Lpk | Trenggalek – Tanggal 31 Agustus diperingati sebagai Hari Jadi Trenggalek. Dalam catatan sejarah, Hari Jadi Trenggalek ditetapkan berdasarkan pembuatan Prasasti Kamulan oleh Kerajaan Kediri, pada masa kekuasaan Raja Kertajaya (1194-1222).

Menurut buku “Selayang Pandang Sejarah Trenggalek” yang ditulis oleh Abdul Hamid Wilis (almarhum), Prasasti Kamulan dibuat oleh Kerajaan Kediri pada 31 Agustus 1194 masehi. Prasasti itu sebagai hadiah atas kontribusi masyarakat Kamulan kepada sang raja untuk melawan musuh-musuhnya.

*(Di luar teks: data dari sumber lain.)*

//! Application Configuration
//!
//! Configuration for the Auth application layer.

use platform::config::{env_duration_ms, env_flag, env_parse, env_var};
use platform::cookie::CookieConfig;
use std::fmt;
use std::str::FromStr;
use std::time::Duration;

/// Re-export SameSite from platform
pub use platform::cookie::SameSite;

/// How the session listener and manual sign-in/sign-up calls share state
#[derive(Debug, Clone, Copy, PartialEq, Eq, Default)]
pub enum SessionSyncPolicy {
    /// Changes carry a sequence number; older changes and profile results
    /// for a superseded session are discarded
    #[default]
    ConvergeOnLatest,
    /// The listener ignores changes while a manual call is in flight; the
    /// call applies its own result
    SuppressListenerDuringCalls,
    /// Every writer applies whatever it has, in completion order
    LastWriteWins,
}

/// What to do when the profile insert fails after the identity was created
#[derive(Debug, Clone, Copy, PartialEq, Eq, Default)]
pub enum RegistrationRecovery {
    /// Keep the identity; it will have no profile
    #[default]
    LeaveOrphan,
    /// Delete the identity again (needs the privileged key)
    Compensate,
}

#[derive(Debug, Clone, PartialEq, Eq, thiserror::Error)]
#[error("Unknown {what}: {value}")]
pub struct ParseSettingError {
    what: &'static str,
    value: String,
}

impl FromStr for SessionSyncPolicy {
    type Err = ParseSettingError;

    fn from_str(s: &str) -> Result<Self, Self::Err> {
        match s.trim().to_ascii_lowercase().replace('-', "_").as_str() {
            "converge_on_latest" | "latest" => Ok(Self::ConvergeOnLatest),
            "suppress_listener_during_calls" | "suppress" => Ok(Self::SuppressListenerDuringCalls),
            "last_write_wins" => Ok(Self::LastWriteWins),
            _ => Err(ParseSettingError {
                what: "session sync policy",
                value: s.to_string(),
            }),
        }
    }
}

impl FromStr for RegistrationRecovery {
    type Err = ParseSettingError;

    fn from_str(s: &str) -> Result<Self, Self::Err> {
        match s.trim().to_ascii_lowercase().replace('-', "_").as_str() {
            "leave_orphan" | "leave" => Ok(Self::LeaveOrphan),
            "compensate" => Ok(Self::Compensate),
            _ => Err(ParseSettingError {
                what: "registration recovery",
                value: s.to_string(),
            }),
        }
    }
}

impl fmt::Display for SessionSyncPolicy {
    fn fmt(&self, f: &mut fmt::Formatter<'_>) -> fmt::Result {
        f.write_str(match self {
            Self::ConvergeOnLatest => "converge_on_latest",
            Self::SuppressListenerDuringCalls => "suppress_listener_during_calls",
            Self::LastWriteWins => "last_write_wins",
        })
    }
}

impl fmt::Display for RegistrationRecovery {
    fn fmt(&self, f: &mut fmt::Formatter<'_>) -> fmt::Result {
        f.write_str(match self {
            Self::LeaveOrphan => "leave_orphan",
            Self::Compensate => "compensate",
        })
    }
}

/// Auth application configuration
#[derive(Debug, Clone)]
pub struct AuthConfig {
    /// Cookie that identifies a browser client
    pub client_cookie_name: String,
    /// Whether to require Secure cookie
    pub cookie_secure: bool,
    /// SameSite policy
    pub cookie_same_site: SameSite,
    pub session_sync: SessionSyncPolicy,
    pub registration_recovery: RegistrationRecovery,
    /// Refresh this long before the access token expires
    pub refresh_margin: Duration,
    /// How long a guarded request may wait for an in-flight auth operation
    pub guard_settle_timeout: Duration,
    /// Client contexts unused for this long are evicted
    pub client_idle_ttl: Duration,
    /// Upper bound on live client contexts; the least recently seen is evicted
    pub max_clients: usize,
}

impl Default for AuthConfig {
    fn default() -> Self {
        Self {
            client_cookie_name: "civguard_client".to_string(),
            cookie_secure: true,
            cookie_same_site: SameSite::Lax,
            session_sync: SessionSyncPolicy::default(),
            registration_recovery: RegistrationRecovery::default(),
            refresh_margin: Duration::from_secs(60),
            guard_settle_timeout: Duration::from_secs(3),
            client_idle_ttl: Duration::from_secs(2 * 3600), // 2 hours
            max_clients: 10_000,
        }
    }
}

impl AuthConfig {
    /// Create config for development (insecure cookie)
    pub fn development() -> Self {
        Self {
            cookie_secure: false,
            ..Default::default()
        }
    }

    /// Apply `AUTH_*` environment overrides
    pub fn with_env_overrides(mut self) -> Self {
        if let Some(raw) = env_var("AUTH_SESSION_SYNC") {
            match raw.parse() {
                Ok(policy) => self.session_sync = policy,
                Err(e) => tracing::warn!(error = %e, "Ignoring AUTH_SESSION_SYNC"),
            }
        }
        if let Some(raw) = env_var("AUTH_REGISTRATION_RECOVERY") {
            match raw.parse() {
                Ok(recovery) => self.registration_recovery = recovery,
                Err(e) => tracing::warn!(error = %e, "Ignoring AUTH_REGISTRATION_RECOVERY"),
            }
        }
        self.cookie_secure = env_flag("AUTH_COOKIE_SECURE", self.cookie_secure);
        self.refresh_margin = env_duration_ms("AUTH_REFRESH_MARGIN_MS", self.refresh_margin);
        self.guard_settle_timeout =
            env_duration_ms("AUTH_GUARD_SETTLE_MS", self.guard_settle_timeout);
        self.client_idle_ttl = env_duration_ms("AUTH_CLIENT_IDLE_TTL_MS", self.client_idle_ttl);
        self.max_clients = env_parse("AUTH_MAX_CLIENTS", self.max_clients).max(1);
        self
    }

    /// Cookie settings for the client identifier
    pub fn client_cookie(&self) -> CookieConfig {
        CookieConfig {
            name: self.client_cookie_name.clone(),
            secure: self.cookie_secure,
            http_only: true,
            same_site: self.cookie_same_site,
            path: "/".to_string(),
            max_age_secs: i64::try_from(self.client_idle_ttl.as_secs()).ok(),
        }
    }
}

#[cfg(test)]
mod tests {
    use super::*;

    #[test]
    fn test_defaults() {
        let config = AuthConfig::default();
        assert_eq!(config.session_sync, SessionSyncPolicy::ConvergeOnLatest);
        assert_eq!(config.registration_recovery, RegistrationRecovery::LeaveOrphan);
        assert!(config.cookie_secure);
        assert!(!AuthConfig::development().cookie_secure);
    }

    #[test]
    fn test_policy_parsing() {
        assert_eq!(
            "last-write-wins".parse::<SessionSyncPolicy>().unwrap(),
            SessionSyncPolicy::LastWriteWins
        );
        assert_eq!(
            "SUPPRESS".parse::<SessionSyncPolicy>().unwrap(),
            SessionSyncPolicy::SuppressListenerDuringCalls
        );
        assert_eq!(
            "compensate".parse::<RegistrationRecovery>().unwrap(),
            RegistrationRecovery::Compensate
        );
        assert!("sometimes".parse::<RegistrationRecovery>().is_err());
    }

    #[test]
    fn test_display_parses_back() {
        for policy in [
            SessionSyncPolicy::ConvergeOnLatest,
            SessionSyncPolicy::SuppressListenerDuringCalls,
            SessionSyncPolicy::LastWriteWins,
        ] {
            assert_eq!(policy.to_string().parse::<SessionSyncPolicy>().unwrap(), policy);
        }
    }

    #[test]
    fn test_client_cookie() {
        let cookie = AuthConfig::development().client_cookie();
        assert_eq!(cookie.name, "civguard_client");
        assert!(!cookie.secure);
        assert_eq!(cookie.max_age_secs, Some(7200));
    }
}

Saat ini, Kamulan menjadi salah satu desa di Kecamatan Durenan, Kabupaten Trenggalek. Abdul Hamid Wilis mencatat, Prasasti Kamulan merupakan prasasti yang lengkap, karena menyebutkan kapan dibuatnya dan siapa yang memerintahkan untuk membuatnya.(02/09/2023)

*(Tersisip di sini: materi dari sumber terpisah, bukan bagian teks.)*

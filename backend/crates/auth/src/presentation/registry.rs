//! Client Context Registry
//!
//! Maps the client cookie to that browser's [`AuthContext`]. Identifiers
//! are always issued here; an unknown identifier presented by a browser is
//! replaced, never adopted.

use platform::crypto::random_token;
use std::collections::HashMap;
use std::sync::{Arc, Mutex, PoisonError, Weak};
use std::time::{Duration, Instant};
use tokio::task::JoinHandle;

use crate::application::{AuthConfig, AuthContext};
use crate::domain::repository::{IdentityProvider, ProfileRepository};

/// Random bytes behind a client identifier
const CLIENT_ID_BYTES: usize = 24;

struct ClientEntry<B> {
    context: Arc<AuthContext<B>>,
    last_seen: Instant,
}

/// Context looked up (or created) for one request
pub struct ResolvedClient<B> {
    pub id: String,
    pub context: Arc<AuthContext<B>>,
    /// A new identifier was issued and must be sent back as a cookie
    pub is_new: bool,
}

pub struct ContextRegistry<B> {
    backend: Arc<B>,
    config: Arc<AuthConfig>,
    clients: Mutex<HashMap<String, ClientEntry<B>>>,
}

impl<B> ContextRegistry<B>
where
    B: IdentityProvider + ProfileRepository + Send + Sync + 'static,
{
    pub fn new(backend: Arc<B>, config: Arc<AuthConfig>) -> Self {
        Self {
            backend,
            config,
            clients: Mutex::new(HashMap::new()),
        }
    }

    pub fn config(&self) -> &Arc<AuthConfig> {
        &self.config
    }

    pub fn backend(&self) -> &Arc<B> {
        &self.backend
    }

    /// Existing context for `client_id`, marking it as used
    pub fn get(&self, client_id: &str) -> Option<Arc<AuthContext<B>>> {
        let mut clients = self.clients.lock().unwrap_or_else(PoisonError::into_inner);
        clients.get_mut(client_id).map(|entry| {
            entry.last_seen = Instant::now();
            entry.context.clone()
        })
    }

    /// Context for the presented identifier, or a fresh one
    pub fn resolve(&self, client_id: Option<&str>) -> ResolvedClient<B> {
        if let Some(id) = client_id
            && let Some(context) = self.get(id)
        {
            return ResolvedClient {
                id: id.to_string(),
                context,
                is_new: false,
            };
        }

        let id = random_token(CLIENT_ID_BYTES);
        let context = AuthContext::new(self.backend.clone(), self.config.clone());
        {
            let mut clients = self.clients.lock().unwrap_or_else(PoisonError::into_inner);
            while clients.len() >= self.config.max_clients.max(1) {
                if !evict_least_recent(&mut clients) {
                    break;
                }
            }
            clients.insert(
                id.clone(),
                ClientEntry {
                    context: context.clone(),
                    last_seen: Instant::now(),
                },
            );
        }

        tracing::debug!(replaced_unknown = client_id.is_some(), "Client context created");
        ResolvedClient {
            id,
            context,
            is_new: true,
        }
    }

    /// Drop contexts idle for longer than `client_idle_ttl`
    pub fn sweep_idle(&self) -> usize {
        let ttl = self.config.client_idle_ttl;
        let mut clients = self.clients.lock().unwrap_or_else(PoisonError::into_inner);
        let before = clients.len();
        clients.retain(|_, entry| entry.last_seen.elapsed() <= ttl);
        let evicted = before - clients.len();
        if evicted > 0 {
            tracing::info!(evicted, remaining = clients.len(), "Evicted idle client contexts");
        }
        evicted
    }

    pub fn len(&self) -> usize {
        self.clients.lock().unwrap_or_else(PoisonError::into_inner).len()
    }

    pub fn is_empty(&self) -> bool {
        self.len() == 0
    }

    /// Periodically sweep idle contexts until the registry is dropped
    pub fn spawn_sweeper(self: &Arc<Self>, every: Duration) -> JoinHandle<()> {
        let registry: Weak<Self> = Arc::downgrade(self);
        tokio::spawn(async move {
            let mut interval = tokio::time::interval(every);
            interval.tick().await;
            loop {
                interval.tick().await;
                let Some(registry) = registry.upgrade() else {
                    break;
                };
                registry.sweep_idle();
            }
        })
    }
}

/// Remove the entry seen longest ago; `false` when there is none
fn evict_least_recent<B>(clients: &mut HashMap<String, ClientEntry<B>>) -> bool {
    let Some(oldest) = clients
        .iter()
        .min_by_key(|(_, entry)| entry.last_seen)
        .map(|(id, _)| id.clone())
    else {
        return false;
    };
    clients.remove(&oldest);
    tracing::debug!(remaining = clients.len(), "Client registry full, evicted oldest context");
    true
}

Prasasti Kamulan memiliki tinggi tepi 140 cm, tinggi tengah 143 cm, lebar atas 95 cm, lebar bawah 78 cm, dan tebal 32 cm. Isi Prasasti Kamulan cukup panjang dan lebar. Bagian depan ada 31 baris dan bagian belakang 32 baris. Bagian bawahnya ada yang pecah. Sehingga, kemungkinan ada beberapa baris yang hilang.

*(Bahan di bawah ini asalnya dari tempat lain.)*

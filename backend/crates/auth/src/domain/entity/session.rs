//! Session Entity
//!
//! Proof of authentication issued by the identity provider. Its lifecycle is
//! owned by the provider; the application only holds the current one.

use chrono::{DateTime, Utc};
use std::fmt;
use std::time::Duration;

use super::identity::Identity;

macro_rules! secret_token {
    ($name:ident) => {
        #[derive(Clone, PartialEq, Eq)]
        pub struct $name(String);

        impl $name {
            pub fn new(token: impl Into<String>) -> Self {
                Self(token.into())
            }

            pub fn expose(&self) -> &str {
                &self.0
            }
        }

        impl fmt::Debug for $name {
            fn fmt(&self, f: &mut fmt::Formatter<'_>) -> fmt::Result {
                f.write_str(concat!(stringify!($name), "(***)"))
            }
        }
    };
}

secret_token!(AccessToken);
secret_token!(RefreshToken);

#[derive(Debug, Clone, PartialEq, Eq)]
pub struct Session {
    pub identity: Identity,
    pub access_token: AccessToken,
    pub refresh_token: RefreshToken,
    pub expires_at: DateTime<Utc>,
}

impl Session {
    pub fn is_expired(&self) -> bool {
        Utc::now() >= self.expires_at
    }

    /// Time left until expiry, zero once expired
    pub fn remaining(&self) -> Duration {
        (self.expires_at - Utc::now()).to_std().unwrap_or(Duration::ZERO)
    }

    /// Delay before the session should be refreshed
    pub fn refresh_in(&self, margin: Duration) -> Duration {
        self.remaining().saturating_sub(margin)
    }
}

/// Result of creating an account. The provider only issues a session when
/// email confirmation is disabled.
#[derive(Debug, Clone)]
pub struct AccountCreated {
    pub identity: Identity,
    pub session: Option<Session>,
}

Berdasarkan buku “Selayang Pandang Sejarah Trenggalek”, berikut isi Prasasti Kamulan:

  1. Raja Kediri Kertajaya, istananya di Katang diserang dan diduduki musuh. Raja Kertajaya terpaksa lari meninggalkan istana menuju selatan, yaitu ke daerah Boyolangu (sekarang wilayah Tulungagung) dan ke Kamulan (sekarang wilayah Trenggalek).
  2. Di Kamulan pada waktu itu dipimpin oleh 4 Katandan. Dalam Prasasti Kamulan disebut “Aji Katandan Sakapat”. Pengertian 4 Katandan yang memerintah Kamulan pada waktu itu secara kolektif bersama-sama. Dapat diartikan pula karena wilayah Kamulan yang luas, sehingga dibagi 4 wilayah dan masing-masing dipimpin oleh 1 Katandan, langsung di bawah Raja Kediri. Kedudukan Katandan berada di atas Demang dan di bawah Menteri atau Patih.
  3. Empat Katandan dan rakyat di Kamulan berkonsolidasi dengan Raja Kertajaya dan menyusun kekuatan untuk menyerang kembali musuh di Katang-Katang. Hingga akhirnya, mereka berhasil mengalahkan musuh. Raja Kertajaya dapat berkuasa lagi dengan pusat kerajaannya di Panjalu.
  4. Sebagai hadiah kepada rakyat Kamulan dan 4 Katandan, maka Raja Kertajaya memberikan anugerah yang dituliskan dalam Prasasti Kamulan. Anugerah itu berupa pemberian status Kamulan sebagai daerah otonom, perdikan, atau sima swatantra (bebas pajak) setingkat Kadipaten. Empat Katandan juga mendapat gelar sebagai “Rakyan Menteri Katandan”.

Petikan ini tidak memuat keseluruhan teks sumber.